DATA SUPPLIED

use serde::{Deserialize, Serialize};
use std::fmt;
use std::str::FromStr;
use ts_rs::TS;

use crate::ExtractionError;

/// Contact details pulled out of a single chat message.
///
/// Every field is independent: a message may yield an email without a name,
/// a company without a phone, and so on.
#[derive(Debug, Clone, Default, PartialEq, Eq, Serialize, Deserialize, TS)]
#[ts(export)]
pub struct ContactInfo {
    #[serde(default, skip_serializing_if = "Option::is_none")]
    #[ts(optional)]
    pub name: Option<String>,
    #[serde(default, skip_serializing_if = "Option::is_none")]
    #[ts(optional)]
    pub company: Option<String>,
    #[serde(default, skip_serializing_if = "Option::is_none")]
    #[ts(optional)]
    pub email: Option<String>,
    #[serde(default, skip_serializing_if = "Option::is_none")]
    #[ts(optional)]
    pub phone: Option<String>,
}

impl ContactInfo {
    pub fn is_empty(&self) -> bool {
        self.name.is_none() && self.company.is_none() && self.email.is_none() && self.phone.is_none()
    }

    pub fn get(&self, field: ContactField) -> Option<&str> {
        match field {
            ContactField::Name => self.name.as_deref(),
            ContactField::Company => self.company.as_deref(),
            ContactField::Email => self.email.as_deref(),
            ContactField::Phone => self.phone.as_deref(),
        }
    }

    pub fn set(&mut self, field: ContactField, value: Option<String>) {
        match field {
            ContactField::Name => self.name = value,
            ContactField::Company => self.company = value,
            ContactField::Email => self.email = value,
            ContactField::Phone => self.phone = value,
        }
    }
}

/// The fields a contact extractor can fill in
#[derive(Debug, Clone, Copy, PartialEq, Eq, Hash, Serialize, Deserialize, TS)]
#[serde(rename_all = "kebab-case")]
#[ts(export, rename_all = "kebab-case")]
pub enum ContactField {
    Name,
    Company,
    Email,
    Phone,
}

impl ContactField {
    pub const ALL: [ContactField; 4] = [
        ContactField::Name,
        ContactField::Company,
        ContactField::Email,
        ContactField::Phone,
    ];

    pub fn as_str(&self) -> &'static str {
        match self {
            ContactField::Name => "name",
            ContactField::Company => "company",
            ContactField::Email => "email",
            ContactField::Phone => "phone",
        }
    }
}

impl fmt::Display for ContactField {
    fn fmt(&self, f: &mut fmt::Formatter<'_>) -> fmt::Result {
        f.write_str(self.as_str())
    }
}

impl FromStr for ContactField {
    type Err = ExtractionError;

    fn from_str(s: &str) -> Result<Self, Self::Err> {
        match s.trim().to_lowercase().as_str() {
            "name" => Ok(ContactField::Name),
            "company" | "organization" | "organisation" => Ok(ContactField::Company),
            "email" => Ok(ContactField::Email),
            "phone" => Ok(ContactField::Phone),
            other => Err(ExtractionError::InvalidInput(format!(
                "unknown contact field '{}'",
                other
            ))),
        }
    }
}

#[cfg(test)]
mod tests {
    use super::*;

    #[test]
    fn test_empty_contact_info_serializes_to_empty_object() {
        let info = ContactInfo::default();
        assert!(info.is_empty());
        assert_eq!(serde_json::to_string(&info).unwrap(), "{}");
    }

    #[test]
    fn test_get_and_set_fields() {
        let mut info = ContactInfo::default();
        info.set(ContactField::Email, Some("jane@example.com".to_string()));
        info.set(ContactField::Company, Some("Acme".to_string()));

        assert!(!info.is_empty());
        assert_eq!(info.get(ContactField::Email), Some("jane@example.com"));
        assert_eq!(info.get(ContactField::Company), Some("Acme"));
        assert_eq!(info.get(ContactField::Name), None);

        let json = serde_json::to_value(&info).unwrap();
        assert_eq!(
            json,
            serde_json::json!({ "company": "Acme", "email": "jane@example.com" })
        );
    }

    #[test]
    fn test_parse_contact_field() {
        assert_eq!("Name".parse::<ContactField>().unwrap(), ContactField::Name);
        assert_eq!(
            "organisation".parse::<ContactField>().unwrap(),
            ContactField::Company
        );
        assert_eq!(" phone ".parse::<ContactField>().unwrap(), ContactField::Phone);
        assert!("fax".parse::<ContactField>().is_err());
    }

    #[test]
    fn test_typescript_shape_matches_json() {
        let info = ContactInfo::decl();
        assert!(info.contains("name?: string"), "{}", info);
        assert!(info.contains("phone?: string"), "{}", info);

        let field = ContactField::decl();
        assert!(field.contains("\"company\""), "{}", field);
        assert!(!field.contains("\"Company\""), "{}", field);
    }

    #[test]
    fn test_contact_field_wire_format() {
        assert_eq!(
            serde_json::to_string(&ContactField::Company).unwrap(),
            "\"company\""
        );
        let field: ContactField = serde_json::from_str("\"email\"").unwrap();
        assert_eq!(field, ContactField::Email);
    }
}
...
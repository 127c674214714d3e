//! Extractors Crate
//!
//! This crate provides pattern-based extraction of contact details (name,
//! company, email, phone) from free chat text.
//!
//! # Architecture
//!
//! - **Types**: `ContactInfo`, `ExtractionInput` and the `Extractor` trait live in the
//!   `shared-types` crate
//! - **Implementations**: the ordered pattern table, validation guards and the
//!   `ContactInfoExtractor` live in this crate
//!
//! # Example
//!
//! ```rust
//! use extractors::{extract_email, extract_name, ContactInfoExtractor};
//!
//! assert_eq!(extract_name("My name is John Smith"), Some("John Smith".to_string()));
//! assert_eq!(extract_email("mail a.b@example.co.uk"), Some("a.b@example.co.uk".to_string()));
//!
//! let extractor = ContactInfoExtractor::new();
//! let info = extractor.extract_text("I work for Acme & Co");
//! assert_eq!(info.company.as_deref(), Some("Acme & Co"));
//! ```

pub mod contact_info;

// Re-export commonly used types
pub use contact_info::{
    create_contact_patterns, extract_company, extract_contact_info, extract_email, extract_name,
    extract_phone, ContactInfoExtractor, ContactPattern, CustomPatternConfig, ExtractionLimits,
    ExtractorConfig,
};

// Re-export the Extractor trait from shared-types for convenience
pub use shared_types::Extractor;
---
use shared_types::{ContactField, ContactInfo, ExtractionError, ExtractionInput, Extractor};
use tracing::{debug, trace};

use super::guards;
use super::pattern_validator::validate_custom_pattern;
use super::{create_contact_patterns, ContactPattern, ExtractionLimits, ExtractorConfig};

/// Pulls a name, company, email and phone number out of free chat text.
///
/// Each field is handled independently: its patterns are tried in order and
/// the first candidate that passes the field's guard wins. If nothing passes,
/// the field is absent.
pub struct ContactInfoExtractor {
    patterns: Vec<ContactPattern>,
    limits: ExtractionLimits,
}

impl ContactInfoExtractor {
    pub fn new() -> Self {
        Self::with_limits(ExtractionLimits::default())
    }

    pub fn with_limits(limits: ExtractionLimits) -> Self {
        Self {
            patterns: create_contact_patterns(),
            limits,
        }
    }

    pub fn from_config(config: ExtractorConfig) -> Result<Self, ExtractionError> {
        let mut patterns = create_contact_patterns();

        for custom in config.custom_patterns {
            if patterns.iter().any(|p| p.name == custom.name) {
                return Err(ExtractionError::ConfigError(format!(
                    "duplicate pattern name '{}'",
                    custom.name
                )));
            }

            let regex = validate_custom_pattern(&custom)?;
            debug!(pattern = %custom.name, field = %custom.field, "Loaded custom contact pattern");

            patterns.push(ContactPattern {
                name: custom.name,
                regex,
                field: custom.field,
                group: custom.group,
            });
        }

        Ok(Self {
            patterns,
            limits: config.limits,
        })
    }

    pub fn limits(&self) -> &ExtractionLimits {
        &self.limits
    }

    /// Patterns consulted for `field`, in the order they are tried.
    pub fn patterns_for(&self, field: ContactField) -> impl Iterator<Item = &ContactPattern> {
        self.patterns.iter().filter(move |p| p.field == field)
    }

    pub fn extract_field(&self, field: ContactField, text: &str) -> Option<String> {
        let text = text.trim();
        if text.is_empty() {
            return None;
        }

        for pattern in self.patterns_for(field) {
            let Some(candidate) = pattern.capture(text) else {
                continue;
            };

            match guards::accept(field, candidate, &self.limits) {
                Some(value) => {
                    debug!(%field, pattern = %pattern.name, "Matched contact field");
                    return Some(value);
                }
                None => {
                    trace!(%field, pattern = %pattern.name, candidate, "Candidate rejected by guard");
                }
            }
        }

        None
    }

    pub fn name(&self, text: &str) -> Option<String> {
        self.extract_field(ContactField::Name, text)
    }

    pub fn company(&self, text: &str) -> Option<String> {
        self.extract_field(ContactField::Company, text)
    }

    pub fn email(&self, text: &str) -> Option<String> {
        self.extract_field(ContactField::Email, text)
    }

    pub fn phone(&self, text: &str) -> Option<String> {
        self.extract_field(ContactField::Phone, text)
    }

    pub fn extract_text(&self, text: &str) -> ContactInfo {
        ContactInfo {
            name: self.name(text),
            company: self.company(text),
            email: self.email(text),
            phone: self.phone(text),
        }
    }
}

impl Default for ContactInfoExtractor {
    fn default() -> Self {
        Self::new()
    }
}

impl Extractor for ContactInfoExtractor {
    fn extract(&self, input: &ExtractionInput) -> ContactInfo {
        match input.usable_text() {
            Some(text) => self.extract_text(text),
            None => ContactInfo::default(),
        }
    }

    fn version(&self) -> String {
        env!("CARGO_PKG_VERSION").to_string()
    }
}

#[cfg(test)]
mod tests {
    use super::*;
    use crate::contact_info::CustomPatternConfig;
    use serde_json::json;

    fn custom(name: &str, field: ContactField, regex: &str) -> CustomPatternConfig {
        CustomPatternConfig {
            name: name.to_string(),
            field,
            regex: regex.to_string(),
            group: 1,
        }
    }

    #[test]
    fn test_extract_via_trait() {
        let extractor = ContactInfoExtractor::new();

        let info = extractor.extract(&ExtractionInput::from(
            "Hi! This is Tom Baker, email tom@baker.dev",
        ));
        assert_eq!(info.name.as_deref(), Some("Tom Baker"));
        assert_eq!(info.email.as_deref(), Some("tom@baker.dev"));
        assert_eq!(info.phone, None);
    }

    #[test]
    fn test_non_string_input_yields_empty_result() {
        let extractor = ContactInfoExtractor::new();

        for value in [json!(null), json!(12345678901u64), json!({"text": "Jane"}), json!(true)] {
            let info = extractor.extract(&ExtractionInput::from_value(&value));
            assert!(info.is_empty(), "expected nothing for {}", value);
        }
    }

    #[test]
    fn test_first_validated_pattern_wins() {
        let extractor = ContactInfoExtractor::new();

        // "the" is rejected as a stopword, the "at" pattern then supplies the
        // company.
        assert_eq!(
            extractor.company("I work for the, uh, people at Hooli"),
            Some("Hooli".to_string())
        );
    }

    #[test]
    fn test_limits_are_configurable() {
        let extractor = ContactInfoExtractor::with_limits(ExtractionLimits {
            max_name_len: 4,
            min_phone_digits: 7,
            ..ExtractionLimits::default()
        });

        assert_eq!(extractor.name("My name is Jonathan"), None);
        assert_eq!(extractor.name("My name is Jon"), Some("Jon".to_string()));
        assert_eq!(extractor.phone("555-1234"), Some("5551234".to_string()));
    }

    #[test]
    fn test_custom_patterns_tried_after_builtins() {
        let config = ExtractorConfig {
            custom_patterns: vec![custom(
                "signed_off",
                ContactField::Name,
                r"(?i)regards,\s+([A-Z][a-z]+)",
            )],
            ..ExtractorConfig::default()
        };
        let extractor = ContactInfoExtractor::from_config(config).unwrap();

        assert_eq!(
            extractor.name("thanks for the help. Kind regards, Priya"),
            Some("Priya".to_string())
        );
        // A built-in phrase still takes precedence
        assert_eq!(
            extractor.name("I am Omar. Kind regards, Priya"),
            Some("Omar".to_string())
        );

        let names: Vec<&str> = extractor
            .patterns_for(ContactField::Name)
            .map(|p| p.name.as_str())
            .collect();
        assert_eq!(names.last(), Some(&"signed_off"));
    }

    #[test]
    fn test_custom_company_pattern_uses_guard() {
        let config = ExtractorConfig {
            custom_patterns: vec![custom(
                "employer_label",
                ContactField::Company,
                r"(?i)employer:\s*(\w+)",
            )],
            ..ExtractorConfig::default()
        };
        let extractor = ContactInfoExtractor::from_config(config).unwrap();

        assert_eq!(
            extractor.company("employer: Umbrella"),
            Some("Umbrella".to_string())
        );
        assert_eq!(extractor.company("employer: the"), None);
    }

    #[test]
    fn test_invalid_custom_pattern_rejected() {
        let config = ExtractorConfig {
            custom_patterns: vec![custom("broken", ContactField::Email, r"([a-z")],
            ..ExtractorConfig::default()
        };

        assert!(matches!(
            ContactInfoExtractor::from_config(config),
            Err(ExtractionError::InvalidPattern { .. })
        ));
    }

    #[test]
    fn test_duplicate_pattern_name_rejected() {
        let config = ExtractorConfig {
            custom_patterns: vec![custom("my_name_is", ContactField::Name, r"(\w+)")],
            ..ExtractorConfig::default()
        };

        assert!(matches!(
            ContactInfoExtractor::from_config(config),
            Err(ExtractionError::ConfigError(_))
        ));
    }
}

TASK GOAL
A complete answer lists every line of the listing above that holds the word "message".

REPLY TO THE EXERCISE
/// Contact details pulled out of a single chat message.
/// Every field is independent: a message may yield an email without a name,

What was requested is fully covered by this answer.